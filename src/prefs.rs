// SPDX-License-Identifier: MPL-2.0
//! Preference persistence for the user's language and theme selections.
//!
//! The store keeps a single flat `preferences.toml` document of raw string
//! values under fixed namespace keys, mirroring the two key-value pairs the
//! site keeps in browser-local storage. Values carry no version tag.
//!
//! Storage must never fail outward: when the underlying directory is
//! unavailable or the document is unreadable, `load` reports the value as
//! absent and `save` is a silent no-op. The rest of the system works with
//! persistence fully disabled and simply reverts to the configured defaults
//! every session.
//!
//! # Path Resolution
//!
//! The preference directory is resolved in priority order:
//! 1. Explicit directory override (for tests)
//! 2. `CLINIC_CORE_CONFIG_DIR` environment variable (if set and non-empty)
//! 3. Platform config directory via the `dirs` crate, with the app name
//!    appended

use std::collections::HashMap;
use std::fs;
use std::path::PathBuf;

/// Namespace key for the persisted language selection.
pub const PREF_LANGUAGE: &str = "clinic-language";

/// Namespace key for the persisted theme selection.
pub const PREF_THEME: &str = "clinic-theme";

/// Environment variable to override the preference directory.
pub const ENV_CONFIG_DIR: &str = "CLINIC_CORE_CONFIG_DIR";

/// Application name used for directory naming.
const APP_NAME: &str = "ClinicCore";

/// Preference document name within the config directory.
const PREFS_FILE: &str = "preferences.toml";

/// Key-value store over one TOML document in the platform config directory.
#[derive(Debug, Clone)]
pub struct PreferenceStore {
    dir: Option<PathBuf>,
}

impl PreferenceStore {
    /// Opens the store at the default platform location.
    pub fn new() -> Self {
        Self {
            dir: resolve_config_dir(),
        }
    }

    /// Opens the store over an explicit directory. For tests and portable
    /// deployments.
    pub fn with_dir(dir: PathBuf) -> Self {
        Self { dir: Some(dir) }
    }

    /// A store with no backing directory: `load` always reports absent and
    /// `save` does nothing. Models storage disabled by user or policy.
    pub fn unavailable() -> Self {
        Self { dir: None }
    }

    /// Returns the value stored under `key`, or `None` when the key has
    /// never been written or storage is unreadable.
    pub fn load(&self, key: &str) -> Option<String> {
        let path = self.prefs_path()?;
        let content = fs::read_to_string(path).ok()?;
        let document: HashMap<String, String> = toml::from_str(&content).ok()?;
        document.get(key).cloned()
    }

    /// Writes `value` under `key`. Failures are swallowed; the in-memory
    /// selection state remains authoritative for the session either way.
    pub fn save(&self, key: &str, value: &str) {
        let Some(path) = self.prefs_path() else {
            return;
        };

        let mut document: HashMap<String, String> = path
            .exists()
            .then(|| fs::read_to_string(&path).ok())
            .flatten()
            .and_then(|content| toml::from_str(&content).ok())
            .unwrap_or_default();
        document.insert(key.to_string(), value.to_string());

        if let Some(parent) = path.parent() {
            if fs::create_dir_all(parent).is_err() {
                return;
            }
        }
        if let Ok(content) = toml::to_string_pretty(&document) {
            let _ = fs::write(&path, content);
        }
    }

    fn prefs_path(&self) -> Option<PathBuf> {
        self.dir.as_ref().map(|dir| dir.join(PREFS_FILE))
    }
}

impl Default for PreferenceStore {
    fn default() -> Self {
        Self::new()
    }
}

fn resolve_config_dir() -> Option<PathBuf> {
    if let Ok(env_path) = std::env::var(ENV_CONFIG_DIR) {
        if !env_path.is_empty() {
            return Some(PathBuf::from(env_path));
        }
    }

    dirs::config_dir().map(|mut path| {
        path.push(APP_NAME);
        path
    })
}

#[cfg(test)]
mod tests {
    use super::*;
    use tempfile::tempdir;

    #[test]
    fn save_and_load_round_trip() {
        let temp_dir = tempdir().expect("failed to create temp dir");
        let store = PreferenceStore::with_dir(temp_dir.path().to_path_buf());

        store.save(PREF_LANGUAGE, "te");
        assert_eq!(store.load(PREF_LANGUAGE), Some("te".to_string()));
    }

    #[test]
    fn load_from_fresh_namespace_is_absent() {
        let temp_dir = tempdir().expect("failed to create temp dir");
        let store = PreferenceStore::with_dir(temp_dir.path().to_path_buf());

        assert_eq!(store.load(PREF_THEME), None);
    }

    #[test]
    fn namespaces_are_independent() {
        let temp_dir = tempdir().expect("failed to create temp dir");
        let store = PreferenceStore::with_dir(temp_dir.path().to_path_buf());

        store.save(PREF_LANGUAGE, "hi");
        store.save(PREF_THEME, "royal-care");

        assert_eq!(store.load(PREF_LANGUAGE), Some("hi".to_string()));
        assert_eq!(store.load(PREF_THEME), Some("royal-care".to_string()));
    }

    #[test]
    fn save_overwrites_previous_value() {
        let temp_dir = tempdir().expect("failed to create temp dir");
        let store = PreferenceStore::with_dir(temp_dir.path().to_path_buf());

        store.save(PREF_THEME, "trust-light");
        store.save(PREF_THEME, "healing-green");
        assert_eq!(store.load(PREF_THEME), Some("healing-green".to_string()));
    }

    #[test]
    fn unavailable_store_loads_absent_and_saves_silently() {
        let store = PreferenceStore::unavailable();
        store.save(PREF_LANGUAGE, "te");
        assert_eq!(store.load(PREF_LANGUAGE), None);
    }

    #[test]
    fn corrupt_document_reads_as_absent_and_stays_writable() {
        let temp_dir = tempdir().expect("failed to create temp dir");
        let store = PreferenceStore::with_dir(temp_dir.path().to_path_buf());
        fs::write(temp_dir.path().join(PREFS_FILE), "not = valid = toml")
            .expect("failed to write corrupt document");

        assert_eq!(store.load(PREF_LANGUAGE), None);

        // A later save replaces the corrupt document.
        store.save(PREF_LANGUAGE, "en");
        assert_eq!(store.load(PREF_LANGUAGE), Some("en".to_string()));
    }

    #[test]
    fn save_creates_missing_directories() {
        let temp_dir = tempdir().expect("failed to create temp dir");
        let nested = temp_dir.path().join("deep").join("path");
        let store = PreferenceStore::with_dir(nested.clone());

        store.save(PREF_THEME, "trust-light");
        assert!(nested.join(PREFS_FILE).exists());
    }
}
use uml2rdf::extraction::geometry::{load_diagrams, resolve_connector_direction};
use uml2rdf::extraction::{RawDiagram, RawDiagramLink, RawDiagramObject};
use uml2rdf::model::entities::{Connector, ConnectorDirection, Element, ElementKind, Package};
use uml2rdf::model::registry::DataRegistry;
use uml2rdf::model::ModelObject;

fn raw_diagram(id: i64, name: &str, package_id: i64) -> RawDiagram {
    RawDiagram {
        id,
        name: name.to_string(),
        guid: format!("{{DIA-{id}}}"),
        package_id,
        notes: None,
    }
}

fn base_model() -> DataRegistry {
    DataRegistry {
        packages: vec![Package::new(100, 1, "Core", "{PKG-1}", None)],
        elements: vec![
            Element::new(201, "Person", "{EL-1}", ElementKind::Class, 1, None),
            Element::new(202, "Address", "{EL-2}", ElementKind::DataType, 1, None),
        ],
        connectors: vec![Connector::new(
            301,
            "heeft",
            "{CON-1}",
            "Association",
            201,
            202,
            1,
            ConnectorDirection::Unspecified,
            None,
        )],
        diagrams: Vec::new(),
        target_diagram_id: 401,
    }
}

// ---------------------------------------------------------------------------
// Diagram paths
// ---------------------------------------------------------------------------

#[test]
fn diagram_path_is_package_path_and_name() {
    let mut model = base_model();
    load_diagrams(vec![raw_diagram(401, "Overview", 1)], &[], &[], &mut model);
    assert_eq!(model.diagrams[0].path(), "Core:Overview");
}

#[test]
fn diagram_without_package_uses_bare_name() {
    let mut model = base_model();
    load_diagrams(vec![raw_diagram(401, "Orphan", 99)], &[], &[], &mut model);
    assert_eq!(model.diagrams[0].path(), "Orphan");
}

#[test]
fn diagram_path_uses_explicit_package_path() {
    let mut model = base_model();
    model.packages[0].set_path("Model.Core");
    load_diagrams(vec![raw_diagram(401, "Overview", 1)], &[], &[], &mut model);
    assert_eq!(model.diagrams[0].path(), "Model.Core:Overview");
}

// ---------------------------------------------------------------------------
// Diagram membership
// ---------------------------------------------------------------------------

#[test]
fn only_classifier_kinds_join_a_diagram() {
    let mut model = base_model();
    let objects = vec![
        RawDiagramObject {
            diagram_id: 401,
            object_id: 201,
            object_type: "Class".to_string(),
        },
        RawDiagramObject {
            diagram_id: 401,
            object_id: 202,
            object_type: "DataType".to_string(),
        },
        RawDiagramObject {
            diagram_id: 401,
            object_id: 999,
            object_type: "Note".to_string(),
        },
    ];
    load_diagrams(vec![raw_diagram(401, "Overview", 1)], &objects, &[], &mut model);
    assert_eq!(model.diagrams[0].element_ids, vec![201, 202]);
}

#[test]
fn object_on_unknown_diagram_is_skipped() {
    let mut model = base_model();
    let objects = vec![RawDiagramObject {
        diagram_id: 555,
        object_id: 201,
        object_type: "Class".to_string(),
    }];
    load_diagrams(vec![raw_diagram(401, "Overview", 1)], &objects, &[], &mut model);
    assert!(model.diagrams[0].element_ids.is_empty());
}

// ---------------------------------------------------------------------------
// Connector links and geometry
// ---------------------------------------------------------------------------

#[test]
fn link_sets_direction_hidden_and_membership() {
    let mut model = base_model();
    let links = vec![RawDiagramLink {
        diagram_id: 401,
        connector_id: 301,
        geometry: Some("SX=0;SY=0;DIRECTION=Destination -> Source;EDGE=1;".to_string()),
        hidden: true,
    }];
    load_diagrams(vec![raw_diagram(401, "Overview", 1)], &[], &links, &mut model);
    assert_eq!(
        model.connectors[0].diagram_direction,
        ConnectorDirection::DestinationToSource
    );
    assert!(model.connectors[0].hidden);
    assert_eq!(model.diagrams[0].connector_ids, vec![301]);
}

#[test]
fn link_without_geometry_is_skipped() {
    let mut model = base_model();
    let links = vec![RawDiagramLink {
        diagram_id: 401,
        connector_id: 301,
        geometry: None,
        hidden: true,
    }];
    load_diagrams(vec![raw_diagram(401, "Overview", 1)], &[], &links, &mut model);
    assert!(model.diagrams[0].connector_ids.is_empty());
    assert!(!model.connectors[0].hidden);
}

#[test]
fn link_to_unknown_connector_is_skipped() {
    let mut model = base_model();
    let links = vec![RawDiagramLink {
        diagram_id: 401,
        connector_id: 999,
        geometry: Some("DIRECTION=Bi-Directional;".to_string()),
        hidden: false,
    }];
    load_diagrams(vec![raw_diagram(401, "Overview", 1)], &[], &links, &mut model);
    assert!(model.diagrams[0].connector_ids.is_empty());
}

#[test]
fn link_on_unknown_diagram_is_skipped() {
    let mut model = base_model();
    let links = vec![RawDiagramLink {
        diagram_id: 555,
        connector_id: 301,
        geometry: Some("DIRECTION=Bi-Directional;".to_string()),
        hidden: false,
    }];
    load_diagrams(vec![raw_diagram(401, "Overview", 1)], &[], &links, &mut model);
    assert_eq!(
        model.connectors[0].diagram_direction,
        ConnectorDirection::Unspecified
    );
}

// ---------------------------------------------------------------------------
// Direction parsing
// ---------------------------------------------------------------------------

#[test]
fn direction_values_parse() {
    assert_eq!(
        resolve_connector_direction("DIRECTION=Source -> Destination;"),
        ConnectorDirection::SourceToDestination
    );
    assert_eq!(
        resolve_connector_direction("A=1;DIRECTION=Destination -> Source;B=2"),
        ConnectorDirection::DestinationToSource
    );
    assert_eq!(
        resolve_connector_direction("DIRECTION=Bi-Directional"),
        ConnectorDirection::Bidirectional
    );
}

#[test]
fn missing_or_unknown_direction_is_unspecified() {
    assert_eq!(
        resolve_connector_direction("SX=10;SY=20"),
        ConnectorDirection::Unspecified
    );
    assert_eq!(
        resolve_connector_direction("DIRECTION=Sideways"),
        ConnectorDirection::Unspecified
    );
    assert_eq!(
        resolve_connector_direction(""),
        ConnectorDirection::Unspecified
    );
}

- [EXERCISE REQUIREMENTS] From the entries above, extract only the lines running from the one containing "let content = fs::read_to_string(path).ok()?;" through the one containing "session either way.", inclusive.

- [YOUR SOLUTION]
        let content = fs::read_to_string(path).ok()?;
        let document: HashMap<String, String> = toml::from_str(&content).ok()?;
        document.get(key).cloned()
    }

    /// Writes `value` under `key`. Failures are swallowed; the in-memory
    /// selection state remains authoritative for the session either way.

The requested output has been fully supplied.